§ Instructions for the task:
Please retype the records below exactly as they stand.

§ Provided records:

########

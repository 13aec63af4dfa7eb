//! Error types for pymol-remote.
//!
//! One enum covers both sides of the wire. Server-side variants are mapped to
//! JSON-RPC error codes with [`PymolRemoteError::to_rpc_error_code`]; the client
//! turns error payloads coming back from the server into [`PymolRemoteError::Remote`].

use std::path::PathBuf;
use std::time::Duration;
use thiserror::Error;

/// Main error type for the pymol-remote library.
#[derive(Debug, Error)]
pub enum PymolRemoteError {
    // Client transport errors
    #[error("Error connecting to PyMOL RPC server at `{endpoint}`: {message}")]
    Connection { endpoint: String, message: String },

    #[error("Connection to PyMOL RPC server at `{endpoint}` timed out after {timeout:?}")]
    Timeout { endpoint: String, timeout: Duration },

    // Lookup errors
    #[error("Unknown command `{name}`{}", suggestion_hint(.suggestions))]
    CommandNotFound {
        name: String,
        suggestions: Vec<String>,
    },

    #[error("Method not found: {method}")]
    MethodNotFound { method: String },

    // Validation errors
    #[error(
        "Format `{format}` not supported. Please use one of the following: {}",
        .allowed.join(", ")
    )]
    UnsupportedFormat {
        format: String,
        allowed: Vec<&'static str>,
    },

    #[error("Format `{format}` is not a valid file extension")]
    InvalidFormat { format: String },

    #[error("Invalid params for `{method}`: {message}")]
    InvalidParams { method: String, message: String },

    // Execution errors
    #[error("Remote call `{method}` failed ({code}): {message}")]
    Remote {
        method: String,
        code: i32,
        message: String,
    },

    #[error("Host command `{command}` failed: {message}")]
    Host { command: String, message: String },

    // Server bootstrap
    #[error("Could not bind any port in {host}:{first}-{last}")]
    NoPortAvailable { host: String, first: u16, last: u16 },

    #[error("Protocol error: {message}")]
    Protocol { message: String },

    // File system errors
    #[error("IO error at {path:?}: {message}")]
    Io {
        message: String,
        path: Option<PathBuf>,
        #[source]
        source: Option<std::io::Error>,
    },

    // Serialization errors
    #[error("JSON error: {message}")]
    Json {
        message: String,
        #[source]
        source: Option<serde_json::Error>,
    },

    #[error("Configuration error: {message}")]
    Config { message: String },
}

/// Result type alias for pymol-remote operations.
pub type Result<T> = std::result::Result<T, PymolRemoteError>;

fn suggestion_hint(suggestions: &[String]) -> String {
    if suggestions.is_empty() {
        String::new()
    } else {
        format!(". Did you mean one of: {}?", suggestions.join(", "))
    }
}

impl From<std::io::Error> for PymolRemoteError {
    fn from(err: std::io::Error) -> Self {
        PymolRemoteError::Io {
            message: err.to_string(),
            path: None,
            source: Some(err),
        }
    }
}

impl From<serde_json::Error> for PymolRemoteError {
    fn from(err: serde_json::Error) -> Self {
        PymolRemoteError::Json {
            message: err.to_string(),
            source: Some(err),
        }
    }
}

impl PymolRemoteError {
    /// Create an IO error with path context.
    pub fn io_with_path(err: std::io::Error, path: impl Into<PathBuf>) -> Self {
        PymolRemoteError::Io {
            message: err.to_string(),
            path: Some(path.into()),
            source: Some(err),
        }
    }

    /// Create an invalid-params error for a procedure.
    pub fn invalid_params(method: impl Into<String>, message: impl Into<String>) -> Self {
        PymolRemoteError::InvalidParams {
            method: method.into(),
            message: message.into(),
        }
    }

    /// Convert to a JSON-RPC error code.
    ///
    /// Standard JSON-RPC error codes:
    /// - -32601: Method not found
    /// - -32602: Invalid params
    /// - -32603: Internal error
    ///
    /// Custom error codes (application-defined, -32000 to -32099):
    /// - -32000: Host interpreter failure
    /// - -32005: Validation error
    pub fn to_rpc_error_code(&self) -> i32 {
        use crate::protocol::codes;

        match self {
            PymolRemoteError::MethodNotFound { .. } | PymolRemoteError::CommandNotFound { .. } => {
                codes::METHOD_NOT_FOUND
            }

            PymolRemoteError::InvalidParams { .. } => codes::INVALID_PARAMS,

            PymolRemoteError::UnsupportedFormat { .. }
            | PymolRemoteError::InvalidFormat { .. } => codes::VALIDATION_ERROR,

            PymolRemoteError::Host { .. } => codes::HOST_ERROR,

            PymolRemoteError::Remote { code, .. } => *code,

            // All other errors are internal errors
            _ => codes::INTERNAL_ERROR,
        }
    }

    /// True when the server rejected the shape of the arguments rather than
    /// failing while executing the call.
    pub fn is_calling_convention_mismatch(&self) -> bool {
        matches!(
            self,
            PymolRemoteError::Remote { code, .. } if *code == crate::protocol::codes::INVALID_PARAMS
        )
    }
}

########

§ Worked solution:
repository 13aec63af4dfa7eb
//! Error types for pymol-remote.
//!
//! One enum covers both sides of the wire. Server-side variants are mapped to
//! JSON-RPC error codes with [`PymolRemoteError::to_rpc_error_code`]; the client
//! turns error payloads coming back from the server into [`PymolRemoteError::Remote`].

use std::path::PathBuf;
use std::time::Duration;
use thiserror::Error;

/// Main error type for the pymol-remote library.
#[derive(Debug, Error)]
pub enum PymolRemoteError {
    // Client transport errors
    #[error("Error connecting to PyMOL RPC server at `{endpoint}`: {message}")]
    Connection { endpoint: String, message: String },

    #[error("Connection to PyMOL RPC server at `{endpoint}` timed out after {timeout:?}")]
    Timeout { endpoint: String, timeout: Duration },

    // Lookup errors
    #[error("Unknown command `{name}`{}", suggestion_hint(.suggestions))]
    CommandNotFound {
        name: String,
        suggestions: Vec<String>,
    },

    #[error("Method not found: {method}")]
    MethodNotFound { method: String },

    // Validation errors
    #[error(
        "Format `{format}` not supported. Please use one of the following: {}",
        .allowed.join(", ")
    )]
    UnsupportedFormat {
        format: String,
        allowed: Vec<&'static str>,
    },

    #[error("Format `{format}` is not a valid file extension")]
    InvalidFormat { format: String },

    #[error("Invalid params for `{method}`: {message}")]
    InvalidParams { method: String, message: String },

    // Execution errors
    #[error("Remote call `{method}` failed ({code}): {message}")]
    Remote {
        method: String,
        code: i32,
        message: String,
    },

    #[error("Host command `{command}` failed: {message}")]
    Host { command: String, message: String },

    // Server bootstrap
    #[error("Could not bind any port in {host}:{first}-{last}")]
    NoPortAvailable { host: String, first: u16, last: u16 },

    #[error("Protocol error: {message}")]
    Protocol { message: String },

    // File system errors
    #[error("IO error at {path:?}: {message}")]
    Io {
        message: String,
        path: Option<PathBuf>,
        #[source]
        source: Option<std::io::Error>,
    },

    // Serialization errors
    #[error("JSON error: {message}")]
    Json {
        message: String,
        #[source]
        source: Option<serde_json::Error>,
    },

    #[error("Configuration error: {message}")]
    Config { message: String },
}

/// Result type alias for pymol-remote operations.
pub type Result<T> = std::result::Result<T, PymolRemoteError>;

fn suggestion_hint(suggestions: &[String]) -> String {
    if suggestions.is_empty() {
        String::new()
    } else {
        format!(". Did you mean one of: {}?", suggestions.join(", "))
    }
}

impl From<std::io::Error> for PymolRemoteError {
    fn from(err: std::io::Error) -> Self {
        PymolRemoteError::Io {
            message: err.to_string(),
            path: None,
            source: Some(err),
        }
    }
}

impl From<serde_json::Error> for PymolRemoteError {
    fn from(err: serde_json::Error) -> Self {
        PymolRemoteError::Json {
            message: err.to_string(),
            source: Some(err),
        }
    }
}

impl PymolRemoteError {
    /// Create an IO error with path context.
    pub fn io_with_path(err: std::io::Error, path: impl Into<PathBuf>) -> Self {
        PymolRemoteError::Io {
            message: err.to_string(),
            path: Some(path.into()),
            source: Some(err),
        }
    }

    /// Create an invalid-params error for a procedure.
    pub fn invalid_params(method: impl Into<String>, message: impl Into<String>) -> Self {
        PymolRemoteError::InvalidParams {
            method: method.into(),
            message: message.into(),
        }
    }

    /// Convert to a JSON-RPC error code.
    ///
    /// Standard JSON-RPC error codes:
    /// - -32601: Method not found
    /// - -32602: Invalid params
    /// - -32603: Internal error
    ///
    /// Custom error codes (application-defined, -32000 to -32099):
    /// - -32000: Host interpreter failure
    /// - -32005: Validation error
    pub fn to_rpc_error_code(&self) -> i32 {
        use crate::protocol::codes;

        match self {
            PymolRemoteError::MethodNotFound { .. } | PymolRemoteError::CommandNotFound { .. } => {
                codes::METHOD_NOT_FOUND
            }

            PymolRemoteError::InvalidParams { .. } => codes::INVALID_PARAMS,

            PymolRemoteError::UnsupportedFormat { .. }
            | PymolRemoteError::InvalidFormat { .. } => codes::VALIDATION_ERROR,

            PymolRemoteError::Host { .. } => codes::HOST_ERROR,

            PymolRemoteError::Remote { code, .. } => *code,

            // All other errors are internal errors
            _ => codes::INTERNAL_ERROR,
        }
    }

    /// True when the server rejected the shape of the arguments rather than
    /// failing while executing the call.
    pub fn is_calling_convention_mismatch(&self) -> bool {
        matches!(
            self,
            PymolRemoteError::Remote { code, .. } if *code == crate::protocol::codes::INVALID_PARAMS
        )
    }
}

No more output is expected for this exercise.